Anything is possible. Well, except for the stuff that isn't like square circles and pro sports teams from Cleveland winning world championships. But I have a hard time believeing that someone is at their max on 45 mpw. I'm not saying it isn't possible and probably there are people here and there who can't do more, but they're few and far between.
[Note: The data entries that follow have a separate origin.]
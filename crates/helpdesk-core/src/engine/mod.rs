//! The response engine: a narrow trait seam plus the retrieval implementation.
//!
//! [`RetrievalEngine`] is built once from a [`FaqPack`] and is read-only
//! afterwards, so it can be shared across requests without locking. Matching
//! cascades through conversational shortcuts, TF-IDF cosine similarity,
//! token-set overlap, and a fuzzy ratio fallback; the highest-scoring
//! candidate wins and its ranker is reported in the reply's `method`.

pub mod fuzzy;
pub mod overlap;
pub mod rules;
pub mod tfidf;

use std::collections::HashSet;
use std::sync::Arc;

use helpdesk_types::config::GlobalConfig;
use helpdesk_types::faq::{FaqEntry, FaqPack};
use helpdesk_types::reply::{BotReply, MatchMethod};

use crate::text::{clean_text, token_set, tokenize};
use self::tfidf::TfidfIndex;

/// Reply when the utterance is empty after trimming.
pub const EMPTY_PROMPT: &str = "Please type a message.";

/// Reply when cleaning leaves too few tokens to rank.
pub const REPHRASE_PROMPT: &str = "I didn't quite get that. Could you rephrase?";

/// Reply substituted when the winning score falls below the threshold.
pub const LOW_CONFIDENCE_REPLY: &str =
    "I don't have an exact answer. Would you like me to connect you to a human agent?";

/// Narrow seam over the response model: one utterance in, one reply out.
///
/// Returns `None` when the engine has no usable output; the caller
/// substitutes its own fallback text. Implementations are synchronous and
/// must be shareable across request handlers.
pub trait ResponseEngine: Send + Sync {
    fn respond(&self, text: &str) -> Option<BotReply>;
}

/// Shared engine handle; the concrete model stays swappable behind the trait.
pub type SharedEngine = Arc<dyn ResponseEngine>;

/// FAQ retrieval engine combining three rankers over one indexed corpus.
pub struct RetrievalEngine {
    entries: Vec<FaqEntry>,
    /// Cleaned `question + answer` text per entry, index-aligned with `entries`.
    corpus: Vec<String>,
    token_sets: Vec<HashSet<String>>,
    tfidf: Option<TfidfIndex>,
    score_threshold: f32,
    min_query_tokens: usize,
}

impl RetrievalEngine {
    /// Index a pack's entries. The pack is the pre-built model artifact;
    /// nothing is persisted and nothing mutates after this returns.
    pub fn from_pack(pack: &FaqPack, config: &GlobalConfig) -> Self {
        let corpus: Vec<String> = pack
            .entries
            .iter()
            .map(|entry| clean_text(&format!("{} {}", entry.question, entry.answer)))
            .collect();
        let token_sets = corpus.iter().map(|doc| token_set(doc)).collect();

        let tfidf = TfidfIndex::fit(&corpus);
        match &tfidf {
            Some(index) => tracing::info!(
                entries = pack.len(),
                vocab = index.vocab_len(),
                "retrieval index built"
            ),
            None => tracing::warn!("corpus produced no index terms; TF-IDF disabled"),
        }

        Self {
            entries: pack.entries.clone(),
            corpus,
            token_sets,
            tfidf,
            score_threshold: config.score_threshold,
            min_query_tokens: config.min_query_tokens,
        }
    }

    /// Run the ranking cascade. The strict `>` comparisons keep TF-IDF as
    /// the tie-winner and fuzzy as the last resort.
    fn rank(&self, cleaned: &str, query_tokens: &HashSet<String>) -> Option<(usize, f32, MatchMethod)> {
        let mut best: Option<(usize, f32, MatchMethod)> = self
            .tfidf
            .as_ref()
            .and_then(|index| index.best_match(cleaned))
            .map(|(idx, score)| (idx, score, MatchMethod::Tfidf));

        if let Some((idx, score)) = overlap::best_match(query_tokens, &self.token_sets) {
            if best.is_none_or(|(_, s, _)| score > s) {
                best = Some((idx, score, MatchMethod::TokenOverlap));
            }
        }

        if let Some((idx, score)) = fuzzy::best_match(cleaned, &self.corpus) {
            if best.is_none_or(|(_, s, _)| score > s) {
                best = Some((idx, score, MatchMethod::Fuzzy));
            }
        }

        best
    }
}

impl ResponseEngine for RetrievalEngine {
    fn respond(&self, text: &str) -> Option<BotReply> {
        let message = text.trim();
        if message.is_empty() {
            return Some(BotReply::canned(EMPTY_PROMPT, MatchMethod::Empty));
        }

        let tokens = tokenize(message);
        if let Some(reply) = rules::shortcut(&tokens) {
            return Some(reply);
        }

        if tokens.len() < self.min_query_tokens {
            return Some(BotReply::canned(REPHRASE_PROMPT, MatchMethod::NoTokens));
        }

        let cleaned = tokens.join(" ");
        let query_tokens: HashSet<String> = tokens.into_iter().collect();

        let (idx, score, method) = self.rank(&cleaned, &query_tokens)?;
        tracing::debug!(intent_id = idx, score, %method, "ranked utterance");

        if score < self.score_threshold {
            return Some(BotReply {
                reply: LOW_CONFIDENCE_REPLY.to_string(),
                score,
                method: MatchMethod::LowConfidence,
                intent_id: Some(idx),
                image: None,
            });
        }

        let entry = &self.entries[idx];
        Some(BotReply {
            reply: entry.answer.clone(),
            score,
            method,
            intent_id: Some(idx),
            image: entry.image.clone(),
        })
    }
}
That doesn't answer your question, but it may be that you were running too hard even at 7:20. In the glory days of the Florida Track Club the AM run was very slow, 7-8 minute pace and the guys doing it were pretty much all capable of running under 30 for 10km. So it could be that you just need to run for time and not think about how far you're going. eventually you'll get fitter and the pace will come down some. I'd also recommend vitamins if you aren't already taking them.
Bonkman,
20 miles once a week in a 50-60 mile week leaves you with 5 to 6.5 miles that you're running on the other six days. I think you've got too many miles concentrated in one day and you're not getting in enough running nearly all the time to get through a marathon well. It's probably ok, maybe even good, to do a twenty miler or two as the marathon approaches, but I think doing that each week is putting too much strain into one day and not enough into the others. I don't know how fast you'e doing these runs, but I'd keep that long run to something in the fifteen mile/two hour range and add those orphaned five miles to a midweek run. So you'd have a bunch of fives and sizes sandwiched between a fifteen and an eleven (or so.) I'd also suggest that the majority of those 50-60 mile weeks be at the 60 end of the scale and it wouldn't hurt to add another 4-5 miles onto yet another midweek run. This is ignoring other aspects of marathon prep.